EP by Midland
- Released: October 28, 2016
- Genre: Country
- Length: 17:20
- Label: Big Machine
- Producer: Shane McAnally; Dann Huff; Josh Osborne;

Midland chronology
|  | Midland (2016) | On the Rocks (2017) |

= Midland (EP) =

Midland is the first extended play from American country music group Midland. The EP includes the band's debut single "Drinkin' Problem", along with four other songs that can also be found on the band's full-length debut album. This EP takes on the elements of smooth '80s country and wistful '70s classic rock along with a tuneful pop aspect. It was produced by Dan Huff and Shane McAnally.

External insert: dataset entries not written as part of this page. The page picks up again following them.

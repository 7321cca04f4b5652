//! Render Pass Trait
//!
//! Defines the phase interface the frame driver invokes on every enqueued pass.

use super::context::PassContext;
use crate::errors::Result;
use crate::host::PassInputs;

/// A pass of the host render pipeline.
///
/// The driver calls, once per rendered frame and for each pass in insertion
/// order: [`setup`](Self::setup), [`execute`](Self::execute),
/// [`cleanup`](Self::cleanup). `cleanup` runs even if `setup` or `execute`
/// failed, so it must release exactly what `setup` managed to acquire.
pub trait RenderPass {
    /// Returns the pass name, used for debug groups and logs.
    fn name(&self) -> &'static str;

    /// Camera resources this pass samples.
    fn required_inputs(&self) -> PassInputs {
        PassInputs::empty()
    }

    /// Acquire per-frame resources and configure render targets.
    fn setup(&mut self, _ctx: &mut PassContext<'_>) -> Result<()> {
        Ok(())
    }

    /// Record rendering commands.
    fn execute(&mut self, ctx: &mut PassContext<'_>) -> Result<()>;

    /// Release per-frame resources.
    fn cleanup(&mut self, _ctx: &mut PassContext<'_>) -> Result<()> {
        Ok(())
    }
}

On March 9, 2016, Mark Wystrach, Jess Carson, and Cameron Duddy signed to Big Machine Records and released the five-song EP, Midland. The song "Drinkin' Problem" charted on both the Hot Country Songs and Country Airplay charts.

== Background ==
Midland made their label debut in 2016 with this self-titled EP, which showcases their warm, harmonic blend and hook-filled songwriting on songs such as "Drinkin' Problem" and top three hit "Burn Out". In September 2017, they expanded the EP to the full length version, On the Rocks, featuring several songs from the EP and made it into the top 20 of the Billboard 200 albums chart and number one on the Top Country Albums chart.

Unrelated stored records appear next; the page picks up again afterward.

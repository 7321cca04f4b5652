//! Override Material
//!
//! The pixelation feature draws masked geometry and runs its composite through
//! a single host material that exposes several named sub-passes. The material
//! itself (shader code, pipeline state) lives in the host; this crate only
//! holds an opaque handle plus the sub-pass names, and addresses sub-passes by
//! index.
//!
//! # Sub-pass Table
//!
//! | Index | Sub-pass | Used by |
//! |-------|----------|---------|
//! | 0 | `MeshDraw` | [`MaskedGeometryPass`](crate::passes::MaskedGeometryPass) |
//! | 1 | `VerticalBlur` | reserved |
//! | 2 | `HorizontalBlur` | reserved |
//! | 3 | `Downsample` | reserved |
//! | 4 | `ResolveDownsample` | reserved |
//! | 5 | `PixelationToTarget` | [`PixelationPass`](crate::passes::PixelationPass) |

use serde::{Deserialize, Serialize};

use crate::errors::{PixelationError, Result};

/// Addressable sub-passes of the pixelation material.
#[derive(Debug, Clone, Copy, PartialEq, Eq, Hash)]
#[repr(u32)]
pub enum MaterialPass {
    /// Flat draw of masked geometry into the offscreen buffer.
    MeshDraw = 0,
    VerticalBlur = 1,
    HorizontalBlur = 2,
    Downsample = 3,
    ResolveDownsample = 4,
    /// Final pixelation composite sampling the camera color.
    PixelationToTarget = 5,
}

impl MaterialPass {
    /// All sub-passes in index order.
    pub const ALL: [Self; 6] = [
        Self::MeshDraw,
        Self::VerticalBlur,
        Self::HorizontalBlur,
        Self::Downsample,
        Self::ResolveDownsample,
        Self::PixelationToTarget,
    ];

    #[inline]
    #[must_use]
    pub const fn index(self) -> u32 {
        self as u32
    }

    #[inline]
    #[must_use]
    pub const fn name(self) -> &'static str {
        match self {
            Self::MeshDraw => "MeshDraw",
            Self::VerticalBlur => "VerticalBlur",
            Self::HorizontalBlur => "HorizontalBlur",
            Self::Downsample => "Downsample",
            Self::ResolveDownsample => "ResolveDownsample",
            Self::PixelationToTarget => "PixelationToTarget",
        }
    }
}

/// Opaque handle to a host material with named sub-passes.
#[derive(Debug, Clone, PartialEq, Eq, Serialize, Deserialize)]
pub struct OverrideMaterial {
    /// Host-side material identifier.
    pub id: u64,
    /// Human-readable name, used in logs and errors.
    pub name: String,
    /// Sub-pass names in index order.
    pub sub_passes: Vec<String>,
}

impl OverrideMaterial {
    /// Creates a material handle with explicit sub-pass names.
    #[must_use]
    pub fn new(id: u64, name: impl Into<String>, sub_passes: Vec<String>) -> Self {
        Self {
            id,
            name: name.into(),
            sub_passes,
        }
    }

    /// Creates a material handle exposing the canonical pixelation sub-pass table.
    #[must_use]
    pub fn pixelation(id: u64, name: impl Into<String>) -> Self {
        Self::new(
            id,
            name,
            MaterialPass::ALL.iter().map(|p| p.name().to_owned()).collect(),
        )
    }

    #[inline]
    #[must_use]
    pub fn pass_count(&self) -> u32 {
        self.sub_passes.len() as u32
    }

    /// Returns the sub-pass name at `index`, if present.
    #[must_use]
    pub fn pass_name(&self, index: u32) -> Option<&str> {
        self.sub_passes.get(index as usize).map(String::as_str)
    }

    /// Checks that the material exposes `pass`.
    pub fn require(&self, pass: MaterialPass) -> Result<()> {
        if pass.index() < self.pass_count() {
            Ok(())
        } else {
            Err(PixelationError::InvalidSubPass {
                material: self.name.clone(),
                role: pass.name(),
                index: pass.index(),
                available: self.pass_count(),
            })
        }
    }
}

/// A material bound to one of its sub-passes for a single draw or blit.
#[derive(Debug, Clone, Copy)]
pub struct MaterialBinding<'a> {
    pub material: &'a OverrideMaterial,
    pub pass: u32,
}

impl<'a> MaterialBinding<'a> {
    #[inline]
    #[must_use]
    pub fn new(material: &'a OverrideMaterial, pass: MaterialPass) -> Self {
        Self {
            material,
            pass: pass.index(),
        }
    }
}

#[cfg(test)]
mod tests {
    use super::*;

    #[test]
    fn canonical_table_matches_indices() {
        let material = OverrideMaterial::pixelation(7, "Pixelation");
        assert_eq!(material.pass_count(), 6);
        for pass in MaterialPass::ALL {
            assert_eq!(material.pass_name(pass.index()), Some(pass.name()));
        }
    }

    #[test]
    fn require_reports_missing_composite() {
        let material = OverrideMaterial::new(1, "Partial", vec!["MeshDraw".into()]);
        assert!(material.require(MaterialPass::MeshDraw).is_ok());
        assert_eq!(
            material.require(MaterialPass::PixelationToTarget),
            Err(PixelationError::InvalidSubPass {
                material: "Partial".into(),
                role: "PixelationToTarget",
                index: 5,
                available: 1,
            })
        );
    }
}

"Drinkin' Problem" earned Midland their first Grammy Awards nomination for Best Country Song and Best Country Duo/Group Performance. They were also named New Vocal Group of the Year at the 2018 ACM Awards. "Burn Out" reached the top 15 at Country radio.

== Composition ==
The song “Drinkin’ Problem” is about a man who is out “at the bar drinking” and claims that “people say I got a drinkin’ problem, but I got no problem drinkin’ at all.” This mid-tempo country music song brings out a dark theme to relate to those who grew up and realized that they find happiness within the bottom of a bottle. It has a Jimmy Buffett, James Taylor feel to it. It was written with Shane McAnally and Josh Osborne.

The song "Check Cashin' Country" is about "the sacrifices and struggles of the ensemble on their path to notoriety, specifically the long travels as well as time away from family and friends while they pursued their careers. This song is more authentic to the genera of country.

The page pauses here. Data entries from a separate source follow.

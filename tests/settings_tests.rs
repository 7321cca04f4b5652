//! Settings Deserialization Tests

use myth_pixelation::{InjectionPoint, LayerMask, PixelationFeature, PixelationSettings};

#[test]
fn full_settings_from_json() {
    let json = r#"{
        "enabled": true,
        "enable_in_scene_view": true,
        "layer_mask": 256,
        "injection_point": "BeforeRenderingPostProcessing",
        "pyramid_depth": 2,
        "material": {
            "id": 4,
            "name": "Pixelation",
            "sub_passes": ["MeshDraw", "VerticalBlur", "HorizontalBlur",
                           "Downsample", "ResolveDownsample", "PixelationToTarget"]
        }
    }"#;

    let settings: PixelationSettings = serde_json::from_str(json).unwrap();
    assert!(settings.enable_in_scene_view);
    assert_eq!(settings.layer_mask, LayerMask::from_layer(8));
    assert_eq!(
        settings.injection_point,
        InjectionPoint::BeforeRenderingPostProcessing
    );
    assert_eq!(settings.pyramid_depth, 2);
    assert!(settings.validated_material().is_ok());

    let feature = PixelationFeature::new(settings);
    assert!(feature.is_active());
    assert_eq!(
        feature.injection_point(),
        InjectionPoint::BeforeRenderingPostProcessing
    );
}

#[test]
fn missing_fields_take_defaults() {
    let settings: PixelationSettings = serde_json::from_str("{}").unwrap();
    assert_eq!(settings, PixelationSettings::default());
    assert!(!PixelationFeature::new(settings).is_active());
}

#[test]
fn settings_round_trip_through_json() {
    let settings = PixelationSettings {
        layer_mask: LayerMask::UI | LayerMask::WATER,
        injection_point: InjectionPoint::AfterRenderingOpaques,
        pyramid_depth: 5,
        ..Default::default()
    };
    let value = serde_json::to_value(&settings).unwrap();
    assert_eq!(value["layer_mask"], (LayerMask::UI | LayerMask::WATER).bits());
    assert_eq!(value["injection_point"], "AfterRenderingOpaques");

    let back: PixelationSettings = serde_json::from_value(value).unwrap();
    assert_eq!(back, settings);
}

“Burn Out” is a classic country heartbreak song that describes a guy who was consumed by a girl that he was so in love with. After the relationship diminished into ashes, he was left with the “smokin’ memories.” The now lonely guy spends most of his nights out at a bar surrounded by “empty glasses and burnt out cigarettes.”

The song “This Old Heart” describes a lonely man who was in some rough and heartbreaking relationships in his past that left him empty hearted. He states that he is willing to “take a chance” with someone else now, but his heart “needs a break” from the pain and needs “some loving.”

“Electric Rodeo” sets a visual component to their music. It talks about their rise to the stage and to fame and how life before was “dark” and “all alone.”

== Track listing ==

| No. | Title | Writer(s) | Length |
|---|---|---|---|
| 1. | "Drinkin' Problem" | Jess Carson, Cameron Duddy, Mark Wystrach, Shane McAnally, Josh Osborne | 3:41 |
| 2. | "Check Cashin' Country" | Carson | 3:50 |
| 3. | "Burn Out" | Carson, Duddy, Wystrach, McAnally, Osborne | 3:10 |
| 4. | "This Old Heart" | Carson, Wystrach, David Lee Murphy, Jonathan Singleton | 3:15 |
| 5. | "Electric Rodeo" | Carson, Duddy, Wystrach, McAnally, Osborne | 3:24 |
| Total length: |  |  | 17:20 |

== Charts ==
The album reached No. 18 on the Top Heatseekers chart. It has sold 19,500 copies in the US as of August 2017.